Perhaps the longtime Times reporter has grown wary of too much public attention because of the bad press she received last summer after a speech she gave at Radcliffe College. Critiquing the actions of the Bush administration, she seemed to declare herself anti-war and against the pro-life movement, lamenting, among other things, the “hijacking of public policy by religious fundamentalism.” When these remarks were picked up by NPR, she was criticized by certain media critics, like Howard Kurtz, for exposing too much of her subjective viewpoint.

Maybe she’s just become more careful and didn’t want to risk saying anything controversial — or maybe she simply didn’t feel like appearing on television yesterday. Either way, the result was the same. At the very least, the public was denied the chance to listen in on what turned out to be an interesting discussion. And at worst, a New York Times reporter used the power that comes from being associated with the Times to prove nothing more than that she could get her way.

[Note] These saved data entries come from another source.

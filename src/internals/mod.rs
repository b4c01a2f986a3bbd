//! Low-level platform bindings and support data structures.
//!
//! Mirrors the split the teacher crate uses for its own OS-specific memory
//! primitives: the public API lives at the crate root, the unsafe/
//! platform-specific plumbing lives here.

pub(crate) mod bitset;
pub mod mmap;
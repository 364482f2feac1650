use std::fmt;
use std::str;

use crate::error::Error;
use crate::header::parsing::{self, Param};

/// A `media-range` of the `Accept` header, e.g. `text/html;level=1`,
/// `text/*` or `*/*`.
///
/// Type and subtype compare case-insensitively but keep the spelling they
/// were given. Parameters other than `q` are kept in order, values verbatim.
#[derive(Clone, Debug, PartialEq)]
pub struct MediaRange {
    type_: String,
    subtype: String,
    params: Vec<Param>,
}

impl MediaRange {
    /// The top-level type, `*` for any.
    pub fn type_(&self) -> &str {
        &self.type_
    }

    /// The subtype, `*` for any.
    pub fn subtype(&self) -> &str {
        &self.subtype
    }

    /// Looks up a parameter by name, returning its unquoted value.
    pub fn param(&self, name: &str) -> Option<String> {
        self.params
            .iter()
            .find(|p| p.name.eq_ignore_ascii_case(name))
            .map(|p| p.value.as_deref().map(parsing::unquote).unwrap_or_default())
    }

    /// The number of parameters, not counting `q`.
    pub fn params_len(&self) -> usize {
        self.params.len()
    }

    /// Whether this range is `*/*`.
    pub fn is_star(&self) -> bool {
        self.type_ == "*" && self.subtype == "*"
    }

    /// How narrowly this range selects media types:
    /// `type/subtype;params` > `type/subtype` > `type/*` > `*/*`.
    pub(crate) fn specificity(&self) -> u8 {
        match (self.type_ == "*", self.subtype == "*") {
            (true, true) => 0,
            (false, false) if !self.params.is_empty() => 3,
            (false, false) => 2,
            _ => 1,
        }
    }

    pub(crate) fn same_type(&self, other: &MediaRange) -> bool {
        self.type_.eq_ignore_ascii_case(&other.type_)
            && self.subtype.eq_ignore_ascii_case(&other.subtype)
    }

    /// Whether the media type `candidate` falls within this range.
    ///
    /// Every parameter of the range must be present on the candidate with
    /// the same value. Extra candidate parameters do not matter.
    pub fn matches(&self, candidate: &MediaRange) -> bool {
        fn part_matches(range: &str, candidate: &str) -> bool {
            range == "*" || range.eq_ignore_ascii_case(candidate)
        }

        part_matches(&self.type_, &candidate.type_)
            && part_matches(&self.subtype, &candidate.subtype)
            && self.params.iter().all(|p| {
                let expected = p.value.as_deref().map(parsing::unquote).unwrap_or_default();
                candidate.param(&p.name).map_or(false, |v| v == expected)
            })
    }

    pub(crate) fn from_parts(token: &str, params: Vec<Param>) -> Option<MediaRange> {
        let (type_, subtype) = if token == "*" {
            ("*", "*")
        } else {
            let mut parts = token.splitn(2, '/');
            let type_ = parts.next()?.trim();
            let subtype = parts.next()?.trim();
            (type_, subtype)
        };
        if type_.is_empty() || subtype.is_empty() || subtype.contains('/') {
            return None;
        }
        Some(MediaRange {
            type_: type_.to_owned(),
            subtype: subtype.to_owned(),
            params,
        })
    }
}

impl fmt::Display for MediaRange {
    fn fmt(&self, f: &mut fmt::Formatter<'_>) -> fmt::Result {
        write!(f, "{}/{}", self.type_, self.subtype)?;
        for param in &self.params {
            match param.value {
                Some(ref value) => write!(f, ";{}={}", param.name, value)?,
                None => write!(f, ";{}", param.name)?,
            }
        }
        Ok(())
    }
}

/// Parses a single media type or range. A `q` parameter is ignored.
impl str::FromStr for MediaRange {
    type Err = Error;

    fn from_str(s: &str) -> Result<MediaRange, Error> {
        parsing::parse_element(s, 0)
            .and_then(|entry| MediaRange::from_parts(&entry.token, entry.params))
            .ok_or_else(Error::new_media_type)
    }
}
//! Typed negotiation headers.
//!
//! Every header in this module stores the raw field value it was built from
//! and derives its structured, ranked state from it. To read a header, an
//! object implements the `Header` trait. The three content negotiation
//! headers of RFC 2616 are provided: `Accept`, `AcceptCharset` and
//! `AcceptEncoding`.
//!
//! # Why Typed?
//!
//! The rules for weighting, wildcards and implicit defaults differ per
//! header, and they are easy to get subtly wrong. Each type answers "is this
//! acceptable?" and "what does the client prefer?" for its own domain.
//!
//! # Defining Custom Headers
//!
//! Only `header_name`, `parse_header` and `value` have to be written; a
//! header with no structure of its own just keeps the raw string.
//!
//! ```
//! use negotiate::header::Header;
//!
//! #[derive(Debug, Clone)]
//! struct XRequestGuid(Option<String>);
//!
//! impl Header for XRequestGuid {
//!     fn header_name() -> &'static str {
//!         "X-Request-Guid"
//!     }
//!
//!     fn parse_header(raw: Option<&str>) -> XRequestGuid {
//!         XRequestGuid(raw.map(str::to_owned))
//!     }
//!
//!     fn value(&self) -> Option<&str> {
//!         self.0.as_deref()
//!     }
//! }
//!
//! let mut guid = XRequestGuid::parse_header(None);
//! assert_eq!(guid.value(), None);
//! guid.set_value("a proper guid");
//! assert_eq!(guid.value(), Some("a proper guid"));
//! ```
use std::borrow::Cow;

use http::{HeaderMap, HeaderValue};

use crate::error::{Error, Result};

pub use self::common::*;
pub use self::shared::*;

mod common;
pub(crate) mod parsing;
mod shared;

/// A trait for any object that will represent a header field and value.
///
/// A header is built from an optional raw value: `None` means the field was
/// not sent at all, which is different from an empty value for some
/// headers.
pub trait Header: Sized {
    /// Returns the name of the header field this belongs to.
    fn header_name() -> &'static str;

    /// Builds a header from its raw field value.
    ///
    /// This never fails; malformed input degrades to the header's default
    /// reading of it.
    fn parse_header(raw: Option<&str>) -> Self;

    /// The raw value this header was built from, `None` if unset.
    fn value(&self) -> Option<&str>;

    /// Replaces the raw value, re-deriving all structured state from it.
    fn set_value(&mut self, raw: &str) {
        *self = Self::parse_header(Some(raw));
    }

    /// Builds a header from a single `http::HeaderValue`.
    ///
    /// Fails if the value is not visible ASCII.
    fn from_header_value(value: &HeaderValue) -> Result<Self> {
        let raw = value.to_str().map_err(Error::new_header_value)?;
        Ok(Self::parse_header(Some(raw)))
    }

    /// Finds this header in a `HeaderMap`.
    ///
    /// Several field lines of the same name are combined into one list, as
    /// if they had been sent comma separated. Values that are not visible
    /// ASCII are read lossily rather than rejected.
    fn from_headers(headers: &HeaderMap) -> Self {
        let raw = combined_value(headers, Self::header_name());
        Self::parse_header(raw.as_deref())
    }
}

pub(crate) fn combined_value<'a>(headers: &'a HeaderMap, name: &str) -> Option<Cow<'a, str>> {
    let mut combined: Option<Cow<'a, str>> = None;
    for value in headers.get_all(name).iter() {
        let line = match value.to_str() {
            Ok(s) => Cow::Borrowed(s),
            Err(_) => {
                warn!("{} header is not visible ASCII, decoding lossily", name);
                String::from_utf8_lossy(value.as_bytes())
            }
        };
        combined = Some(match combined {
            None => line,
            Some(prev) => Cow::Owned(format!("{}, {}", prev, line)),
        });
    }
    combined
}

#[cfg(test)]
mod tests {
    use super::*;
    use http::header::{ACCEPT, ACCEPT_ENCODING};

    #[test]
    fn test_combined_value_absent() {
        let headers = HeaderMap::new();
        assert_eq!(combined_value(&headers, "Accept"), None);
    }

    #[test]
    fn test_combined_value_joins_lines() {
        let mut headers = HeaderMap::new();
        headers.append(ACCEPT, HeaderValue::from_static("text/html"));
        headers.append(ACCEPT, HeaderValue::from_static("application/json;q=0.5"));
        assert_eq!(
            combined_value(&headers, "accept").as_deref(),
            Some("text/html, application/json;q=0.5")
        );
    }

    #[test]
    fn test_combined_value_lossy() {
        let _ = pretty_env_logger::try_init();
        let mut headers = HeaderMap::new();
        headers.insert(ACCEPT_ENCODING, HeaderValue::from_bytes(b"gzip, caf\xe9").unwrap());
        let value = combined_value(&headers, "Accept-Encoding").unwrap();
        assert!(value.starts_with("gzip, caf"));
    }

    #[test]
    fn test_from_header_value_rejects_opaque_bytes() {
        let value = HeaderValue::from_bytes(b"gzip, caf\xe9").unwrap();
        let err = AcceptEncoding::from_header_value(&value).unwrap_err();
        assert!(err.is_header_value());
    }
}
//! Provides a struct for quality values.
//!
//! [RFC2616 Section 3.9](https://tools.ietf.org/html/rfc2616#section-3.9)
//! gives more information on quality values in HTTP header fields.

use std::fmt;
use std::str;

use crate::error::Error;

/// Represents a quality used in quality values.
///
/// Can be created with the `q` function.
///
/// # Implementation notes
///
/// The quality value is defined as a number between 0 and 1 with three
/// decimal places. This means there are 1001 possible values. Since floating
/// point numbers are not exact and the smallest floating point data type
/// (`f32`) consumes four bytes, an `u16` value stores the quality
/// internally, so equal weights always compare equal. `q(532)` matches the
/// quality `q=0.532`.
///
/// [RFC2616 Section 3.9](https://tools.ietf.org/html/rfc2616#section-3.9)
/// gives more information on quality values in HTTP header fields.
#[derive(Copy, Clone, Debug, Eq, Hash, Ord, PartialEq, PartialOrd)]
pub struct Quality(u16);

impl Quality {
    /// `q=0`, "not acceptable".
    pub const ZERO: Quality = Quality(0);
    /// `q=1`, the default weight.
    pub const ONE: Quality = Quality(1000);

    /// The weight in thousandths, between 0 and 1000.
    pub fn thousandths(self) -> u16 {
        self.0
    }

    /// Whether this weight marks a value as acceptable at all.
    pub fn is_acceptable(self) -> bool {
        self.0 > 0
    }

    /// Reads a weight with the lenient grammar used for incoming headers:
    /// `DIGITS [ "." DIGITS ]`, at most 1, extra decimals truncated.
    ///
    /// Returns `None` for anything else; callers fall back to `q=1`.
    pub(crate) fn parse_lenient(s: &str) -> Option<Quality> {
        parse_thousandths(s.trim(), usize::max_value()).map(Quality)
    }
}

impl Default for Quality {
    fn default() -> Quality {
        Quality::ONE
    }
}

impl fmt::Display for Quality {
    fn fmt(&self, f: &mut fmt::Formatter<'_>) -> fmt::Result {
        match self.0 {
            1000 => f.write_str("1"),
            0 => f.write_str("0"),
            x => {
                let digits = format!("{:03}", x);
                write!(f, "0.{}", digits.trim_end_matches('0'))
            }
        }
    }
}

/// Parses the strict RFC grammar:
/// `( "0" [ "." 0*3DIGIT ] ) / ( "1" [ "." 0*3("0") ] )`.
impl str::FromStr for Quality {
    type Err = Error;

    fn from_str(s: &str) -> Result<Quality, Error> {
        let mut parts = s.splitn(2, '.');
        match parts.next() {
            Some("0") | Some("1") => (),
            _ => return Err(Error::new_quality()),
        }
        parse_thousandths(s, 3)
            .map(Quality)
            .ok_or_else(Error::new_quality)
    }
}

fn parse_thousandths(s: &str, max_decimals: usize) -> Option<u16> {
    let mut parts = s.splitn(2, '.');
    let int = parts.next().unwrap_or("");
    let frac = parts.next();

    if int.is_empty() || !int.bytes().all(|b| b.is_ascii_digit()) {
        return None;
    }
    let int = int.trim_start_matches('0');
    let whole: u16 = match int {
        "" => 0,
        "1" => 1,
        _ => return None,
    };

    let mut thousandths = 0u16;
    if let Some(frac) = frac {
        if frac.len() > max_decimals || !frac.bytes().all(|b| b.is_ascii_digit()) {
            return None;
        }
        let mut scale = 100;
        for b in frac.bytes().take(3) {
            thousandths += u16::from(b - b'0') * scale;
            scale /= 10;
        }
    }

    if whole == 1 && thousandths > 0 {
        return None;
    }
    Some(whole * 1000 + thousandths)
}

/// Convenience function to create a `Quality` from a value between 0 and 1000.
///
/// # Panics
///
/// Panics if `val` is greater than 1000.
pub fn q(val: u16) -> Quality {
    assert!(val <= 1000, "quality must be between 0 and 1000, got {}", val);
    Quality(val)
}

/// Represents an item with a quality value as defined in
/// [RFC2616](https://tools.ietf.org/html/rfc2616#section-3.9).
#[derive(Clone, Debug, PartialEq)]
pub struct QualityItem<T> {
    /// The actual contents of the field.
    pub item: T,
    /// The quality (client or server preference) for the value.
    pub quality: Quality,
}

impl<T> QualityItem<T> {
    /// Creates a new `QualityItem` from an item and a quality.
    /// The item can be of any type.
    pub fn new(item: T, quality: Quality) -> QualityItem<T> {
        QualityItem { item, quality }
    }
}

impl<T: fmt::Display> fmt::Display for QualityItem<T> {
    fn fmt(&self, f: &mut fmt::Formatter<'_>) -> fmt::Result {
        fmt::Display::fmt(&self.item, f)?;
        if self.quality == Quality::ONE {
            Ok(())
        } else {
            write!(f, ";q={}", self.quality)
        }
    }
}

/// Convenience function to wrap a value in a `QualityItem`.
/// Sets `q` to the default 1.0
pub fn qitem<T>(item: T) -> QualityItem<T> {
    QualityItem::new(item, Quality::ONE)
}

UPDATE: Linda Greenhouse has written a letter in response to C-SPAN in which she defends herself against their accusations. In it she claims that the “issue is not one of ‘open media access to public policy discussions,'” as C-SPAN’s Terence Murphy wrote in his letter, but “one of communication and simple courtesy.” Ignoring the question of whether she received an email warning her that C-SPAN was going to be present, Greenhouse writes, ” I learned about the plan to
cover the Supreme Court panel only when I showed up and saw the cameras. Prof. Gajda
told me yesterday that she had only learned at 5:00 p.m. the day before that C-Span
intended to cover our panel.”

She continues: “Some months ago, when I accepted the invitation to speak to a roomful of journalism
professors, no one said anything about a nationally televised event. There is a difference
between appearing before a room of 50 or so professors and speaking on national
television, as I’m sure you recognize. I did not agree to do the latter, and notwithstanding
my willingness—as you note—to appear on C-Span dozens of times in the past, whether
to do so remains, it seems to me, a matter in which I still have a say. I am neither a C-
Span employee nor a public official. My past voluntary appearances do not give C-Span
rights in perpetuity to broadcast events at which I appear, whether I agree or not. In fact,
you may or may not be aware that over the years I have from time to time declined to
appear at events that I had assumed were to be private when, at the last minute, I was
informed that C-Span coverage was a fait accompli.”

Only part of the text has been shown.